====== Dataset entries ======

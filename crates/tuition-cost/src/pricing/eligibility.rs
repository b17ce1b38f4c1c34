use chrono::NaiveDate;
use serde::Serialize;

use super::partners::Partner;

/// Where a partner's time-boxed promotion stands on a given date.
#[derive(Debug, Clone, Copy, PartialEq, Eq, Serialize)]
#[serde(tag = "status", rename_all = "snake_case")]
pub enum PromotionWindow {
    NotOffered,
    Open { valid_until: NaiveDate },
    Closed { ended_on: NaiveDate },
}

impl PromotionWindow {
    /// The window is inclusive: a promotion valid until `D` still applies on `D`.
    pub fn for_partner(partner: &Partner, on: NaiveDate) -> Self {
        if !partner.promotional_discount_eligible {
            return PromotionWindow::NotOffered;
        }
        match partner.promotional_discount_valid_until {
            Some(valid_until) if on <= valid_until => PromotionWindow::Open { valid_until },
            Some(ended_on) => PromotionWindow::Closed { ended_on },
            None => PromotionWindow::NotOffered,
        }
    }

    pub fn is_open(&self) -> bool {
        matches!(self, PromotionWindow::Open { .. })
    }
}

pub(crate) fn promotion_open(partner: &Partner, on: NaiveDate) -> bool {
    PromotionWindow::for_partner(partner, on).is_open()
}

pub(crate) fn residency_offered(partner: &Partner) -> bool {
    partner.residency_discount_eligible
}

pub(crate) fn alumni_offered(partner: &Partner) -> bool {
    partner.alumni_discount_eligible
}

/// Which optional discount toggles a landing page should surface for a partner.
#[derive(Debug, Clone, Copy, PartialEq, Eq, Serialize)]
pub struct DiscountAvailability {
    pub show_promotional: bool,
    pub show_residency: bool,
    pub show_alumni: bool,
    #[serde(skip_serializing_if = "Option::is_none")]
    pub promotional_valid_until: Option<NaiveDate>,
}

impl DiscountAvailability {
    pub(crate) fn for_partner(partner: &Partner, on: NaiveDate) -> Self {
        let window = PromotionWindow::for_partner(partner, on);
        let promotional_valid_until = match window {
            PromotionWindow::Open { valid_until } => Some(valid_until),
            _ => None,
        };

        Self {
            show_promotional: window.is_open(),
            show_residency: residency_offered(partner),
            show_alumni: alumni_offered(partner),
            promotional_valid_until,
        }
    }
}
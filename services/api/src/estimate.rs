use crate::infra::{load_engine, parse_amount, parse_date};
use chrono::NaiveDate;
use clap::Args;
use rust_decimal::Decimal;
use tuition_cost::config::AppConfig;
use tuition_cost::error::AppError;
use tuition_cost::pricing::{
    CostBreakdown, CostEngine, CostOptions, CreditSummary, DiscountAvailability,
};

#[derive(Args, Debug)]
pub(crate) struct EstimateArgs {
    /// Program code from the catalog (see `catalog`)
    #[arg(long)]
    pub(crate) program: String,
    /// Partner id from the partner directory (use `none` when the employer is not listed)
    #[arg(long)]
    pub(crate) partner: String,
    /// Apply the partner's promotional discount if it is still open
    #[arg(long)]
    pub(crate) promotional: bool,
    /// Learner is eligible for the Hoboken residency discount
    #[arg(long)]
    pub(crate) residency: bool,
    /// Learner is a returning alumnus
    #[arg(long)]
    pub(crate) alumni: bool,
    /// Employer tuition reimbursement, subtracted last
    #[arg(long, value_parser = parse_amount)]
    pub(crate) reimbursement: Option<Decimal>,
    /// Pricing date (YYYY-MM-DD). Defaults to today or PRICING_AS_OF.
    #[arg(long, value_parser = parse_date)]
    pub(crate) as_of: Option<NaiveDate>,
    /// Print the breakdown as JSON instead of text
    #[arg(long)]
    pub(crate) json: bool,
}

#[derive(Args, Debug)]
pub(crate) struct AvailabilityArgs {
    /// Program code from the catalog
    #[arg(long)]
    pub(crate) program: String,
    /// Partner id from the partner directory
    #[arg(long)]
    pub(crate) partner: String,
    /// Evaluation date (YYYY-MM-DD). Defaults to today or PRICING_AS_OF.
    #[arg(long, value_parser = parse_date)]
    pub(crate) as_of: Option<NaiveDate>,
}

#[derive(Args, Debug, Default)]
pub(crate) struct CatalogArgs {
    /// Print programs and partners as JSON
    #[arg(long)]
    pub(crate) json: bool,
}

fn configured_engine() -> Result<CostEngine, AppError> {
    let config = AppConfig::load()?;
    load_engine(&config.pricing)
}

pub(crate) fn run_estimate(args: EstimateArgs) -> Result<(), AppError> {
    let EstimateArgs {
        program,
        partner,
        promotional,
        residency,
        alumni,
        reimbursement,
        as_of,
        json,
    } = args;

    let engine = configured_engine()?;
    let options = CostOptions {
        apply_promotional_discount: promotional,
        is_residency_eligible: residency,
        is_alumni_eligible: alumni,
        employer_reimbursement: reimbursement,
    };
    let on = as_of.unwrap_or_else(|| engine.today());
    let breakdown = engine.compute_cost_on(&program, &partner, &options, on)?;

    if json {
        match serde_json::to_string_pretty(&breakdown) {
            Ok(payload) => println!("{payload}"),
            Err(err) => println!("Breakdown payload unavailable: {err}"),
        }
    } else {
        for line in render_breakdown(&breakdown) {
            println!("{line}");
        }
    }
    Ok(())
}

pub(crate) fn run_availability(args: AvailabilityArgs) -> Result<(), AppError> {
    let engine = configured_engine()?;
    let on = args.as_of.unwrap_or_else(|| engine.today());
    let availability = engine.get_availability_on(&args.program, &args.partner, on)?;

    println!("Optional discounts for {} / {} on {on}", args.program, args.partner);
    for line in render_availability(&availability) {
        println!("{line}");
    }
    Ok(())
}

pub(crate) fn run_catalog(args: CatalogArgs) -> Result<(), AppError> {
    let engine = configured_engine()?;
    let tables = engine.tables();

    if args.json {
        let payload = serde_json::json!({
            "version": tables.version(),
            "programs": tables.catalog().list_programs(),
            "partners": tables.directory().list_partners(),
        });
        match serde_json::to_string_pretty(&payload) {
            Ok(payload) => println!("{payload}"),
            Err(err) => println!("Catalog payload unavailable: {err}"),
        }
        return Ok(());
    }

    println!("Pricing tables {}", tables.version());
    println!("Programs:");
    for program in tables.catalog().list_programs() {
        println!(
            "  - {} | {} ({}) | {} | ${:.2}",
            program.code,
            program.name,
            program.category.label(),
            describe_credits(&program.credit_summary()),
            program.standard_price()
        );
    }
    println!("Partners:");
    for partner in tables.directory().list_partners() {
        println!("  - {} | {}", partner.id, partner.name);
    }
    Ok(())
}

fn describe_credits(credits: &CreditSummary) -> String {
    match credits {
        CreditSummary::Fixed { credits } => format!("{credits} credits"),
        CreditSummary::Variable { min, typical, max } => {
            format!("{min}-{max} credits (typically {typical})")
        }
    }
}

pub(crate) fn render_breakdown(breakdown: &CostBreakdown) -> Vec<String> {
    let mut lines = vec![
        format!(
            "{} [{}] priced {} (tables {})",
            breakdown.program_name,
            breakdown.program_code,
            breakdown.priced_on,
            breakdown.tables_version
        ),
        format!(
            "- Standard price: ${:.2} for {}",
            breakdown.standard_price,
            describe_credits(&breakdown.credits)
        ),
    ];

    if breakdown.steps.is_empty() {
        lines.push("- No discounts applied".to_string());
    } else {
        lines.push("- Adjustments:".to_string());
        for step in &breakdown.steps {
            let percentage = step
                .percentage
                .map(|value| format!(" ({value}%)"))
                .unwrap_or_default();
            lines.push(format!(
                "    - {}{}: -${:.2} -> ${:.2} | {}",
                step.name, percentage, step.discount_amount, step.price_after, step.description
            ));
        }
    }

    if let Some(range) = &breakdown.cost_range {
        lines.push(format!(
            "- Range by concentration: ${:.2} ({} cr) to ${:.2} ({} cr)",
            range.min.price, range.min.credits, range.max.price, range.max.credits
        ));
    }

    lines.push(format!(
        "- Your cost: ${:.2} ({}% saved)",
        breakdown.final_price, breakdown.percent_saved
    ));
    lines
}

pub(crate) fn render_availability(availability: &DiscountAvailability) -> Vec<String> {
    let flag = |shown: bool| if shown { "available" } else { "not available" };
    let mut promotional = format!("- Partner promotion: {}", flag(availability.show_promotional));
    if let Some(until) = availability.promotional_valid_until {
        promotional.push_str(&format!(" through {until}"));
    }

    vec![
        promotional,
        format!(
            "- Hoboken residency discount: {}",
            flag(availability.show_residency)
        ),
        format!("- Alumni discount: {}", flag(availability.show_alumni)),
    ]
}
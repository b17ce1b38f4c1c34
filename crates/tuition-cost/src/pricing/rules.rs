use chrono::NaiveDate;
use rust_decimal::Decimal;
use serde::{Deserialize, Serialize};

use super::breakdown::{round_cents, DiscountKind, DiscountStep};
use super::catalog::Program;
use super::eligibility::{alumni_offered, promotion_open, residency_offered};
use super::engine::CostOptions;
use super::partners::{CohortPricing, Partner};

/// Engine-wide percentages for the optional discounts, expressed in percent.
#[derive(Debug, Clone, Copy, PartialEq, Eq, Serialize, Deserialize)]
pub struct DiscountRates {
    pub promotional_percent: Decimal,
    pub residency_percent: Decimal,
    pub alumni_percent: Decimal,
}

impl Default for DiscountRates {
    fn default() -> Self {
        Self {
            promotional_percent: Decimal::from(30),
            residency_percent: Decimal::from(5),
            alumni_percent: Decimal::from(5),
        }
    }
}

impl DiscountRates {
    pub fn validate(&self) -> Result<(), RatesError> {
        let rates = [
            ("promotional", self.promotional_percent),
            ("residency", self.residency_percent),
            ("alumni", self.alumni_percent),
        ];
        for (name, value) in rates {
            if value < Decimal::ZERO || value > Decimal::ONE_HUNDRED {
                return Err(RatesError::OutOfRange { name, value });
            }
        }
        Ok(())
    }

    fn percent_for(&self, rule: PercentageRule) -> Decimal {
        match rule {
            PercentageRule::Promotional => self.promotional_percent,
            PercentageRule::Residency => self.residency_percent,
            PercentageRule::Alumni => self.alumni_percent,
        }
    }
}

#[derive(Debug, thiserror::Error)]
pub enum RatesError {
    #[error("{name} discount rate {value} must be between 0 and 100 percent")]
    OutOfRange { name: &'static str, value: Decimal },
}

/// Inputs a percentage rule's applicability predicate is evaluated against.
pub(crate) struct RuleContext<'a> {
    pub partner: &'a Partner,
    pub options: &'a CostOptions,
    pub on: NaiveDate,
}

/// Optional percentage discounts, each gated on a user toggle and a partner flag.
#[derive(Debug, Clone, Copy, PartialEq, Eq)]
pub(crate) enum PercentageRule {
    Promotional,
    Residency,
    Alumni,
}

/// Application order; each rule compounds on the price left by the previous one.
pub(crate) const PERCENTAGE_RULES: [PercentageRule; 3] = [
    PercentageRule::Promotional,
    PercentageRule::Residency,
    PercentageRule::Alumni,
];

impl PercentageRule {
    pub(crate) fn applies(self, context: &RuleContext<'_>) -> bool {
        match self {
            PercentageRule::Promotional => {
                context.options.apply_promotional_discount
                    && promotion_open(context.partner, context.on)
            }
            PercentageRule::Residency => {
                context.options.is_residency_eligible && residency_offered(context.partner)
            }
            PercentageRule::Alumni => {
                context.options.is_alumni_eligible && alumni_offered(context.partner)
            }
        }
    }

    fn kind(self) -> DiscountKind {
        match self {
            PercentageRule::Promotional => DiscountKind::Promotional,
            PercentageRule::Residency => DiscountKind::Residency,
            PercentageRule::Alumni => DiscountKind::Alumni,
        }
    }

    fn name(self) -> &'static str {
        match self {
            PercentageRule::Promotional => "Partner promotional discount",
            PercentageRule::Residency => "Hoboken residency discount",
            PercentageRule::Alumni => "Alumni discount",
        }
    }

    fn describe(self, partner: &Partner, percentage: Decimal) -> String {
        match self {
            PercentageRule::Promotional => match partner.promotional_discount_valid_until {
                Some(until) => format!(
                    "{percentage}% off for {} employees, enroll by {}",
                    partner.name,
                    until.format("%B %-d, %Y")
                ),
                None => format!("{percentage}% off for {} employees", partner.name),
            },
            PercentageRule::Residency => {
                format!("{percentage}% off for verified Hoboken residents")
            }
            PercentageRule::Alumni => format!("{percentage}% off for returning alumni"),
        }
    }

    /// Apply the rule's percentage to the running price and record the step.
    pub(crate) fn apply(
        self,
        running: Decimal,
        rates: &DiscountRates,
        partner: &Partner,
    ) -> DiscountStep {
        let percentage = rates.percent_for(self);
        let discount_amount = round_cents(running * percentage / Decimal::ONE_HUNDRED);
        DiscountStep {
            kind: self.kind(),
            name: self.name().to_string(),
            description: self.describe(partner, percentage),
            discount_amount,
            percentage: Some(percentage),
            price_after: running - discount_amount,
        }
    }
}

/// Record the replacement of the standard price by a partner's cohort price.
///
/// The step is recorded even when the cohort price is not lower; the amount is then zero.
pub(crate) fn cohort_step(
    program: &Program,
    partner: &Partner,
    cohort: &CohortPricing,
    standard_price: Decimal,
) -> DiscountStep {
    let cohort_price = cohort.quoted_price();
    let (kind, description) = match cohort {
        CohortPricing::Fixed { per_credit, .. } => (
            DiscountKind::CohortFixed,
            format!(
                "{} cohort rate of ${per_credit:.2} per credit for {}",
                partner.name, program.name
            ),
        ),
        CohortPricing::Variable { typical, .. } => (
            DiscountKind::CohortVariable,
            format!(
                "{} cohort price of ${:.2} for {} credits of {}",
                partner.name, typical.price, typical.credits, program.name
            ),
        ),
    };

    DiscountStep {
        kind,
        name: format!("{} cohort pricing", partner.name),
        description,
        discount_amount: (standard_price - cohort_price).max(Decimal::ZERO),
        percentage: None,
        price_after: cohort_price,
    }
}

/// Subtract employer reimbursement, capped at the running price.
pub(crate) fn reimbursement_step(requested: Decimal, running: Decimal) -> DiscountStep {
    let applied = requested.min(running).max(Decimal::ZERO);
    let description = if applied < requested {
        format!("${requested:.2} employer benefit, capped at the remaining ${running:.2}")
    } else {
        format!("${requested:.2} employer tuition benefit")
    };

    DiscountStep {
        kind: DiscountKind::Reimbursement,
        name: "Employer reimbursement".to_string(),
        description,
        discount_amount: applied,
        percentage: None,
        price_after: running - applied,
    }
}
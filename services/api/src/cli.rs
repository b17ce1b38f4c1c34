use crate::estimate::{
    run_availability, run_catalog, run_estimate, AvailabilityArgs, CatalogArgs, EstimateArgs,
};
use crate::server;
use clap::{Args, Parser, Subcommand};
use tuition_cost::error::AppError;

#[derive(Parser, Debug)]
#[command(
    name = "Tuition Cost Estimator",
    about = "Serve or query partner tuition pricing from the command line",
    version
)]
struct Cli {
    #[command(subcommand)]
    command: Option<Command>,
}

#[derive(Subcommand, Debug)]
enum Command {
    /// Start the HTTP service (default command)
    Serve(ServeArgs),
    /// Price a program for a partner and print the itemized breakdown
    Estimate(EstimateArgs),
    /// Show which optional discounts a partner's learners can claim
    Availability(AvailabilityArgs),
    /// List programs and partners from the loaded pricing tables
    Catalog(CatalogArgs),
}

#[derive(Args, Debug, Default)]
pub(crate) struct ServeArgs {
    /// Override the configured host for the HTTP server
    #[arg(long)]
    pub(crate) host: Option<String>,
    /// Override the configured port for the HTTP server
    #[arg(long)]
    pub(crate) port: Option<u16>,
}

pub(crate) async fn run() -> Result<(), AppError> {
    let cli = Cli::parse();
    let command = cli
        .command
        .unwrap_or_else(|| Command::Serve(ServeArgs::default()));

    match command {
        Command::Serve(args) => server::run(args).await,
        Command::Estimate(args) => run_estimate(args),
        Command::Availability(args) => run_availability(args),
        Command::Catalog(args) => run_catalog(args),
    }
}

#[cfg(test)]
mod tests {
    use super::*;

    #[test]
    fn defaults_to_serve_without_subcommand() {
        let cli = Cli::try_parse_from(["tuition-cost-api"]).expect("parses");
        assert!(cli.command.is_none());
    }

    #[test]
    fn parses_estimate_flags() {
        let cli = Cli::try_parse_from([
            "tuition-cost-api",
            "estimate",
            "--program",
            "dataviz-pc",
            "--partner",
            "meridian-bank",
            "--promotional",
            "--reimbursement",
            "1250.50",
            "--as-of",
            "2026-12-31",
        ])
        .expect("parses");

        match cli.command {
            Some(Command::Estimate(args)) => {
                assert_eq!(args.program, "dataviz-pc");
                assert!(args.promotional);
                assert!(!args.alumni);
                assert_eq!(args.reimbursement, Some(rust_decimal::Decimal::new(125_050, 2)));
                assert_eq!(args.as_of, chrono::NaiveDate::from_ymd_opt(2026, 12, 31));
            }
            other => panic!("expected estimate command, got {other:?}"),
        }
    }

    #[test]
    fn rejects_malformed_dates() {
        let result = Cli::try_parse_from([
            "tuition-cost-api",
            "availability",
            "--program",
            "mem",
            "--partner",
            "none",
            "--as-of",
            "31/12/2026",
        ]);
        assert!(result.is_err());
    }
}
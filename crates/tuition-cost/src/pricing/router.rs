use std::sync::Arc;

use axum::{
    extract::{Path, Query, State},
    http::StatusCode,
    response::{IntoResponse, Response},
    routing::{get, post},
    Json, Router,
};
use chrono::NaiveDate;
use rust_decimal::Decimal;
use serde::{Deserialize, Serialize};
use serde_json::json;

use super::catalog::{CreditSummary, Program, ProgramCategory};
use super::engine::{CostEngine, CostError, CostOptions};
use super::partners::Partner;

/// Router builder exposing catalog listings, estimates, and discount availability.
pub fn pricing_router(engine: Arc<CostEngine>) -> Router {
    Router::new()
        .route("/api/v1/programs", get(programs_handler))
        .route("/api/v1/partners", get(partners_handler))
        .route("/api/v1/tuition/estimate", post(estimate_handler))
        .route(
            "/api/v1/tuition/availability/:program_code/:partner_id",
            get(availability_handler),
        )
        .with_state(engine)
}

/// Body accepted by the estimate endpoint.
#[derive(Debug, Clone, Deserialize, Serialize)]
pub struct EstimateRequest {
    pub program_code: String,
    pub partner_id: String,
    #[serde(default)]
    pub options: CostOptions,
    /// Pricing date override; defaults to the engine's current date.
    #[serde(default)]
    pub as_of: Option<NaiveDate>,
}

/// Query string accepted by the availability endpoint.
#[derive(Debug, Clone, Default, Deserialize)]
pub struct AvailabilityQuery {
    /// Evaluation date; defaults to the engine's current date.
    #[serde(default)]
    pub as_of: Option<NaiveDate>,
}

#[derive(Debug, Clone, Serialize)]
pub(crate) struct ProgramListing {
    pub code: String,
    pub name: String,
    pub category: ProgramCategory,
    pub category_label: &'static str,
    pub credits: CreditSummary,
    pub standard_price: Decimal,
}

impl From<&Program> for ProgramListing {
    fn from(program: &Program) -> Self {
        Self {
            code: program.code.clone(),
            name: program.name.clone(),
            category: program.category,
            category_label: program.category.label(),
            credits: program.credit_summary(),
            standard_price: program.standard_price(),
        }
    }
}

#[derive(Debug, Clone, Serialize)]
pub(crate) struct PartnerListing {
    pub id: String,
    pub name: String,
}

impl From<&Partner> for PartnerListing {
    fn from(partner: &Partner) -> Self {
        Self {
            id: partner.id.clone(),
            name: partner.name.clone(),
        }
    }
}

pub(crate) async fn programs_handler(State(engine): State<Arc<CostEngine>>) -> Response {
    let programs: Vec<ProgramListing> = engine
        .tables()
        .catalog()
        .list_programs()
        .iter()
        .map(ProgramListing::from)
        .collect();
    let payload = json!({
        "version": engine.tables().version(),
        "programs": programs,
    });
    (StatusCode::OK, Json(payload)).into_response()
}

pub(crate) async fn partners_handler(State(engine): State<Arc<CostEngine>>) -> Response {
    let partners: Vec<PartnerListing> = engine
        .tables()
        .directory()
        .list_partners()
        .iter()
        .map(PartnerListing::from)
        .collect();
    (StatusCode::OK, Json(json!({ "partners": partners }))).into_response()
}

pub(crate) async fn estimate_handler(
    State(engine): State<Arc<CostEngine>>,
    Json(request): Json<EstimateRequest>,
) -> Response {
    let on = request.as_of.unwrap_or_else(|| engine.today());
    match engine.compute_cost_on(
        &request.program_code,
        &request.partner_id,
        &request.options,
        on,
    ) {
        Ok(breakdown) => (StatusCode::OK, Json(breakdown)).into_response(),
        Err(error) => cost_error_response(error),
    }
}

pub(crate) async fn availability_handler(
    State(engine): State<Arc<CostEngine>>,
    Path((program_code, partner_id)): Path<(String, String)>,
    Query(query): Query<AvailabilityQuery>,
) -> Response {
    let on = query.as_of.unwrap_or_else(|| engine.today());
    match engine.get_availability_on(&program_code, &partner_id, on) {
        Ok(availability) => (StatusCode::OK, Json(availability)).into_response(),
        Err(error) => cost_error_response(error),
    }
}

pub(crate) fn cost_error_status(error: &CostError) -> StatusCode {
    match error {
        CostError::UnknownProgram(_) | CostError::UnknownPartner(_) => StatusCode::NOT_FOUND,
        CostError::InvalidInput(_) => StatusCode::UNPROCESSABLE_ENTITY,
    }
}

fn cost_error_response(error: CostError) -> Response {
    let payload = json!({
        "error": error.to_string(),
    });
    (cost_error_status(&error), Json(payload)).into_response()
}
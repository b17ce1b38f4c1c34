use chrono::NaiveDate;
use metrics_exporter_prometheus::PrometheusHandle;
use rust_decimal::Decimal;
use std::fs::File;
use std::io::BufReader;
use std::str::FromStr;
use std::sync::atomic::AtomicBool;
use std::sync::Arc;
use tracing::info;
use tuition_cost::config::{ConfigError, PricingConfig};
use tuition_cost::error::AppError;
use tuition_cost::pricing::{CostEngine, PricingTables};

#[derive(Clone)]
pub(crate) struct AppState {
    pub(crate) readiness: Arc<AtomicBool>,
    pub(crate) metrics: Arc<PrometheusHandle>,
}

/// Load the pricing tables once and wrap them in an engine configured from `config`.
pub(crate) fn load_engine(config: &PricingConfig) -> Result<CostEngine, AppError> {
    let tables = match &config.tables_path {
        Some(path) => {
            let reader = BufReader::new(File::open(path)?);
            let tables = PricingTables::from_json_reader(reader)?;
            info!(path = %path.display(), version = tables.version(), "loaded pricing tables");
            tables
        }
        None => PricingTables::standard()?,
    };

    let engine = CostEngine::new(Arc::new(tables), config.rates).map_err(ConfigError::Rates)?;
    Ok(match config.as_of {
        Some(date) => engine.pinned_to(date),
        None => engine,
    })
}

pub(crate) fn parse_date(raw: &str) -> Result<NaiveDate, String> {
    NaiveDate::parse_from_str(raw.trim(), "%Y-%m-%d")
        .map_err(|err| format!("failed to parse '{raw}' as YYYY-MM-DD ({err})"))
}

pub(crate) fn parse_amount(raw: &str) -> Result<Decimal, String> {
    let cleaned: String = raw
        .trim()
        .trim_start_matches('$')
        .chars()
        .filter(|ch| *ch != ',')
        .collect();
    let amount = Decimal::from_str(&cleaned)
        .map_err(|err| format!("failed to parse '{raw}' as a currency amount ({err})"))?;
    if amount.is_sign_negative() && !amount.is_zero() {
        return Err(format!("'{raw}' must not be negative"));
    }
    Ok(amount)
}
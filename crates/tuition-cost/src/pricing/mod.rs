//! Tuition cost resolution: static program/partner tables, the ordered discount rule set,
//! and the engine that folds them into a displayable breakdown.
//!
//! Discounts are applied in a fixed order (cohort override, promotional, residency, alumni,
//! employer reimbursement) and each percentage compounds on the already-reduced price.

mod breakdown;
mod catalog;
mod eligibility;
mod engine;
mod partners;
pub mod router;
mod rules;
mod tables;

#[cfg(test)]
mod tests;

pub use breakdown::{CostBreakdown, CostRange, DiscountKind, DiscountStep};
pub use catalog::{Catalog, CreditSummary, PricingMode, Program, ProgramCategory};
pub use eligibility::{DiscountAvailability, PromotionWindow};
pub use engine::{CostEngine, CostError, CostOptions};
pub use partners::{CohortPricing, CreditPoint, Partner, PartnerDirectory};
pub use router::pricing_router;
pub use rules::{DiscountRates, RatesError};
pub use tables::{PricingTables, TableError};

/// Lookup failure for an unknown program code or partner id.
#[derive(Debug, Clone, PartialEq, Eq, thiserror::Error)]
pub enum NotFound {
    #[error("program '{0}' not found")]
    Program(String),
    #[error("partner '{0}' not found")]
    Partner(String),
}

======

■ **Prompt**
Your response should contain each line of the entries above that holds the string "ProgramCategory".

■ **Output of the exercise**
use super::catalog::{CreditSummary, Program, ProgramCategory};
    pub category: ProgramCategory,
pub use catalog::{Catalog, CreditSummary, PricingMode, Program, ProgramCategory};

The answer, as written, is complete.